Material provided:

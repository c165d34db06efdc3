//! Random draws used by the generators.
//!
//! Every helper takes the RNG explicitly and clamps its parameters into the
//! distribution's valid domain, so no draw can fail at runtime.

use rand::distributions::{Distribution, WeightedIndex};
use rand::{Rng, SeedableRng};
use rand_chacha::ChaCha8Rng;
use rand_distr::{Normal, Poisson};

/// Build the generator RNG: reproducible when seeded, entropy-backed otherwise.
pub fn rng_from_seed(seed: Option<u64>) -> ChaCha8Rng {
    match seed {
        Some(seed) => ChaCha8Rng::seed_from_u64(seed),
        None => ChaCha8Rng::from_entropy(),
    }
}

/// Clamp a probability into [0, 1]. NaN counts as 0.
pub fn clamp_probability(p: f64) -> f64 {
    if p.is_nan() {
        0.0
    } else {
        p.clamp(0.0, 1.0)
    }
}

/// True with probability `p`, drawn as `uniform < p`.
pub fn bernoulli<R: Rng + ?Sized>(rng: &mut R, p: f64) -> bool {
    rng.gen::<f64>() < clamp_probability(p)
}

/// Poisson count. Non-positive or non-finite rates yield 0 without drawing.
pub fn poisson<R: Rng + ?Sized>(rng: &mut R, lambda: f64) -> u64 {
    if !lambda.is_finite() || lambda <= 0.0 {
        return 0;
    }
    match Poisson::new(lambda) {
        Ok(dist) => {
            let n: f64 = dist.sample(rng);
            n as u64
        }
        Err(_) => 0,
    }
}

/// Normal draw clamped into `[lo, hi]`.
pub fn clamped_normal<R: Rng + ?Sized>(rng: &mut R, mean: f64, std_dev: f64, lo: f64, hi: f64) -> f64 {
    let value = match Normal::new(mean, std_dev) {
        Ok(dist) => dist.sample(rng),
        Err(_) => mean,
    };
    value.clamp(lo, hi)
}

/// Uniform minute offset within an hour.
pub fn minute_offset<R: Rng + ?Sized>(rng: &mut R) -> i64 {
    rng.gen_range(0..60)
}

/// Pick one option by weight. Unusable weights fall back to the first option.
///
/// Panics if `options` is empty.
pub fn weighted_choice<R: Rng + ?Sized, T: Copy>(rng: &mut R, options: &[(T, f64)]) -> T {
    match WeightedIndex::new(options.iter().map(|(_, w)| w.max(0.0))) {
        Ok(index) => options[index.sample(rng)].0,
        Err(_) => options[0].0,
    }
}
//! Minimal CSV rendering for the generated tables.

use std::borrow::Cow;
use std::io::{self, Write};

use crate::generate::{DeployEvent, Incident, MatchEvent};

pub const TIMESTAMP_FORMAT: &str = "%Y-%m-%d %H:%M:%S";

/// A row with a fixed column layout.
pub trait CsvRow {
    const HEADER: &'static [&'static str];

    fn fields(&self) -> Vec<String>;
}

impl CsvRow for MatchEvent {
    const HEADER: &'static [&'static str] = &["timestamp", "tournament", "traffic_multiplier"];

    fn fields(&self) -> Vec<String> {
        vec![
            self.timestamp.format(TIMESTAMP_FORMAT).to_string(),
            self.tournament.clone(),
            self.traffic_multiplier.to_string(),
        ]
    }
}

impl CsvRow for DeployEvent {
    const HEADER: &'static [&'static str] = &["timestamp", "is_critical_fix", "deploy_size"];

    fn fields(&self) -> Vec<String> {
        vec![
            self.timestamp.format(TIMESTAMP_FORMAT).to_string(),
            self.is_critical_fix.to_string(),
            self.deploy_size.to_string(),
        ]
    }
}

impl CsvRow for Incident {
    const HEADER: &'static [&'static str] = &["timestamp", "incident_type", "severity"];

    fn fields(&self) -> Vec<String> {
        vec![
            self.timestamp.format(TIMESTAMP_FORMAT).to_string(),
            self.incident_type.to_string(),
            self.severity.to_string(),
        ]
    }
}

/// Quote a field when it contains a delimiter, quote or line break.
pub fn escape_field(field: &str) -> Cow<'_, str> {
    if field.contains([',', '"', '\n', '\r']) {
        Cow::Owned(format!("\"{}\"", field.replace('"', "\"\"")))
    } else {
        Cow::Borrowed(field)
    }
}

/// Write a header line followed by one line per row.
pub fn write_csv<W: Write, T: CsvRow>(mut writer: W, rows: &[T]) -> io::Result<()> {
    writeln!(writer, "{}", T::HEADER.join(","))?;
    for row in rows {
        let fields = row.fields();
        let line: Vec<Cow<'_, str>> = fields.iter().map(|f| escape_field(f)).collect();
        writeln!(writer, "{}", line.join(","))?;
    }
    writer.flush()
}
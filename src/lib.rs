//! Beaches digital twin
//!
//! A synthetic population for two Toronto postal areas (M4E and M4L), the
//! statistics derived from it, a terminal dashboard, and a client that asks a
//! hosted language model questions about the data.

pub mod ask;
pub mod config;
pub mod dashboard;
pub mod error;
pub mod export;
pub mod logging;
pub mod population;
pub mod stats;

pub use config::TwinParams;
pub use error::{ConfigError, StatsError};
pub use population::{generate, generate_par, DrawSource, Fsa, Resident, Vocabulary};
pub use stats::{aggregate, AgeBucket, AgeHistogram, OneDecimal, PopulationStats};
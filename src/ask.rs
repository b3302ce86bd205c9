//! Questions about the dataset, answered by a hosted language model
//!
//! Sends the full resident collection plus a free-text question to the
//! Anthropic Messages API and hands back whatever text comes out. The answer
//! is opaque: nothing here checks it against the data.

use std::sync::mpsc::{self, Receiver};
use std::sync::Arc;
use std::thread;
use std::time::Duration;

use serde::{Deserialize, Serialize};
use thiserror::Error;

use crate::population::Resident;

/// Environment variables checked for the API key, in order.
pub const API_KEY_VARS: [&str; 2] = ["ANTHROPIC_API_KEY", "REACT_APP_ANTHROPIC_API_KEY"];

/// Configuration for the question service
#[derive(Clone, Debug, Serialize, Deserialize)]
#[serde(default)]
pub struct AskConfig {
    /// Base URL of the API (e.g., "https://api.anthropic.com")
    pub base_url: String,
    pub model: String,
    /// Maximum tokens in the answer
    pub max_tokens: u32,
    /// Value of the `anthropic-version` header
    pub api_version: String,
    /// Request timeout in seconds
    pub timeout_secs: u64,
    /// Never written to or read from config files; see [`AskConfig::with_env_key`].
    #[serde(skip)]
    pub api_key: Option<String>,
}

impl Default for AskConfig {
    fn default() -> Self {
        Self {
            base_url: "https://api.anthropic.com".to_string(),
            model: "claude-sonnet-4-20250514".to_string(),
            max_tokens: 1000,
            api_version: "2023-06-01".to_string(),
            timeout_secs: 120,
            api_key: None,
        }
    }
}

impl AskConfig {
    /// Fill `api_key` from the first non-blank variable in [`API_KEY_VARS`].
    pub fn with_env_key(mut self) -> Self {
        self.api_key = API_KEY_VARS
            .iter()
            .filter_map(|var| std::env::var(var).ok())
            .find(|key| !key.trim().is_empty());
        self
    }
}

#[derive(Serialize, Deserialize, Debug, Clone, PartialEq, Eq)]
pub struct Message {
    pub role: String,
    pub content: String,
}

#[derive(Serialize, Debug)]
struct MessagesRequest<'a> {
    model: &'a str,
    max_tokens: u32,
    messages: Vec<Message>,
}

#[derive(Deserialize, Debug)]
struct MessagesResponse {
    #[serde(default)]
    content: Vec<ContentBlock>,
}

#[derive(Deserialize, Debug)]
struct ContentBlock {
    #[serde(rename = "type")]
    kind: String,
    #[serde(default)]
    text: Option<String>,
}

/// Errors that can occur while asking a question
#[derive(Debug, Error)]
pub enum AskError {
    #[error("question is empty")]
    BlankQuestion,

    #[error("no API key set (expected {var})", var = API_KEY_VARS[0])]
    MissingApiKey,

    #[error("network error: {0}")]
    Network(#[from] reqwest::Error),

    #[error("API error: status {status}: {body}")]
    Api { status: u16, body: String },

    #[error("parse error: {0}")]
    Parse(String),

    #[error("failed to serialize residents: {0}")]
    Serialize(#[from] serde_json::Error),

    #[error("empty response from model")]
    EmptyResponse,
}

/// The analyst prompt: dataset first, then the question.
pub fn build_prompt(residents: &[Resident], question: &str) -> Result<String, AskError> {
    let resident_data = serde_json::to_string_pretty(residents)?;

    Ok(format!(
        r#"You are analyzing synthetic demographic data for Toronto Beaches residents (FSAs M4E and M4L).

Here is the complete resident dataset:
{}

User question: {}

Provide a clear, concise answer based on the data. Include specific numbers and insights. Format your response in a natural, conversational way."#,
        resident_data,
        question.trim()
    ))
}

/// Join the text blocks of a Messages API response body.
fn parse_answer(body: &str) -> Result<String, AskError> {
    let response: MessagesResponse =
        serde_json::from_str(body).map_err(|e| AskError::Parse(e.to_string()))?;

    let answer = response
        .content
        .into_iter()
        .filter(|block| block.kind == "text")
        .filter_map(|block| block.text)
        .collect::<Vec<_>>()
        .join("\n");

    if answer.trim().is_empty() {
        Err(AskError::EmptyResponse)
    } else {
        Ok(answer)
    }
}

/// What the user sees in place of an answer when a question fails.
pub fn fallback_message(error: &AskError) -> String {
    format!(
        "Error: {}\n\nNote: To enable AI-powered queries, set your Anthropic API key in {}. \
         The synthetic data is available for manual exploration in the dashboard.",
        error, API_KEY_VARS[0]
    )
}

/// Blocking client for the question service
#[derive(Clone)]
pub struct AskClient {
    config: AskConfig,
    client: reqwest::blocking::Client,
}

impl AskClient {
    pub fn new(config: AskConfig) -> Result<Self, AskError> {
        let client = reqwest::blocking::Client::builder()
            .timeout(Duration::from_secs(config.timeout_secs))
            .build()?;

        Ok(Self { config, client })
    }

    /// Ask one question about `residents`. Blocks until the service answers.
    pub fn ask(&self, residents: &[Resident], question: &str) -> Result<String, AskError> {
        if question.trim().is_empty() {
            return Err(AskError::BlankQuestion);
        }
        let api_key = self.config.api_key.as_deref().ok_or(AskError::MissingApiKey)?;

        let request = MessagesRequest {
            model: &self.config.model,
            max_tokens: self.config.max_tokens,
            messages: vec![Message {
                role: "user".to_string(),
                content: build_prompt(residents, question)?,
            }],
        };

        let url = format!("{}/v1/messages", self.config.base_url.trim_end_matches('/'));
        tracing::info!(%url, residents = residents.len(), "sending question");

        let response = self
            .client
            .post(&url)
            .header("x-api-key", api_key)
            .header("anthropic-version", self.config.api_version.as_str())
            .json(&request)
            .send()?;

        let status = response.status();
        let body = response.text()?;
        if !status.is_success() {
            tracing::warn!(status = status.as_u16(), "question service returned an error");
            return Err(AskError::Api {
                status: status.as_u16(),
                body,
            });
        }

        parse_answer(&body)
    }

    /// Run [`AskClient::ask`] on a worker thread. The receiver yields exactly
    /// one result; the caller polls it without blocking.
    pub fn spawn_question(
        &self,
        residents: Arc<[Resident]>,
        question: String,
    ) -> Receiver<Result<String, AskError>> {
        let (tx, rx) = mpsc::channel();
        let client = self.clone();

        thread::spawn(move || {
            let result = client.ask(&residents, &question);
            if let Err(e) = &result {
                tracing::warn!(error = %e, "question failed");
            }
            // The dashboard may have quit already; nobody is left to tell.
            let _ = tx.send(result);
        });

        rx
    }
}

#[cfg(test)]
mod tests {
    use super::*;
    use crate::population::{generate, Vocabulary};
    use rand::SeedableRng;
    use rand_chacha::ChaCha8Rng;

    fn residents(count: usize) -> Vec<Resident> {
        let mut rng = ChaCha8Rng::seed_from_u64(3);
        generate(count, &Vocabulary::default(), &mut rng)
    }

    fn keyless_client() -> AskClient {
        let config = AskConfig {
            api_key: None,
            ..Default::default()
        };
        AskClient::new(config).unwrap()
    }

    #[test]
    fn test_prompt_carries_dataset_and_question() {
        let residents = residents(5);
        let prompt = build_prompt(&residents, "  How many people have children?  ").unwrap();

        assert!(prompt.contains("User question: How many people have children?\n"));
        assert!(prompt.contains("FSAs M4E and M4L"));
        for resident in &residents {
            assert!(prompt.contains(&format!("\"firstName\": \"{}\"", resident.first_name)));
            assert!(prompt.contains(&resident.address));
        }
    }

    #[test]
    fn test_request_shape() {
        let request = MessagesRequest {
            model: "some-model",
            max_tokens: 1000,
            messages: vec![Message {
                role: "user".to_string(),
                content: "hi".to_string(),
            }],
        };
        let json = serde_json::to_value(&request).unwrap();

        assert_eq!(json["model"], "some-model");
        assert_eq!(json["max_tokens"], 1000);
        assert_eq!(json["messages"][0]["role"], "user");
        assert_eq!(json["messages"][0]["content"], "hi");
    }

    #[test]
    fn test_answer_joins_text_blocks() {
        let body = r#"{
            "id": "msg_1",
            "content": [
                {"type": "text", "text": "About 40% have children."},
                {"type": "tool_use", "id": "t1", "name": "x", "input": {}},
                {"type": "text", "text": "Most live in M4E."}
            ]
        }"#;

        assert_eq!(
            parse_answer(body).unwrap(),
            "About 40% have children.\nMost live in M4E."
        );
    }

    #[test]
    fn test_answer_without_text_is_empty() {
        assert!(matches!(
            parse_answer(r#"{"content": []}"#),
            Err(AskError::EmptyResponse)
        ));
        assert!(matches!(parse_answer("not json"), Err(AskError::Parse(_))));
    }

    #[test]
    fn test_blank_question_never_sends() {
        let client = keyless_client();
        assert!(matches!(
            client.ask(&residents(3), "   "),
            Err(AskError::BlankQuestion)
        ));
    }

    #[test]
    fn test_missing_key_never_sends() {
        let client = keyless_client();
        assert!(matches!(
            client.ask(&residents(3), "What is the average age?"),
            Err(AskError::MissingApiKey)
        ));
    }

    #[test]
    fn test_background_question_reports_back() {
        let client = keyless_client();
        let rx = client.spawn_question(residents(3).into(), "Who cycles?".to_string());
        let result = rx.recv_timeout(Duration::from_secs(5)).unwrap();
        assert!(matches!(result, Err(AskError::MissingApiKey)));
    }

    #[test]
    fn test_fallback_mentions_key_variable() {
        let message = fallback_message(&AskError::MissingApiKey);
        assert!(message.starts_with("Error: no API key set"));
        assert!(message.contains("ANTHROPIC_API_KEY"));
    }

    #[test]
    fn test_config_never_serializes_key() {
        let config = AskConfig {
            api_key: Some("secret".to_string()),
            ..Default::default()
        };
        let json = serde_json::to_string(&config).unwrap();
        assert!(!json.contains("secret"));

        let parsed: AskConfig = serde_json::from_str(r#"{"max_tokens": 200}"#).unwrap();
        assert_eq!(parsed.max_tokens, 200);
        assert_eq!(parsed.model, "claude-sonnet-4-20250514");
        assert!(parsed.api_key.is_none());
    }
}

Exercise details: Whichever lines of the data include the word "Deserialize", pull them out.

Response:
use serde::{Deserialize, Serialize};
#[derive(Clone, Debug, Serialize, Deserialize)]
#[derive(Serialize, Deserialize, Debug, Clone, PartialEq, Eq)]
#[derive(Deserialize, Debug)]
#[derive(Deserialize, Debug)]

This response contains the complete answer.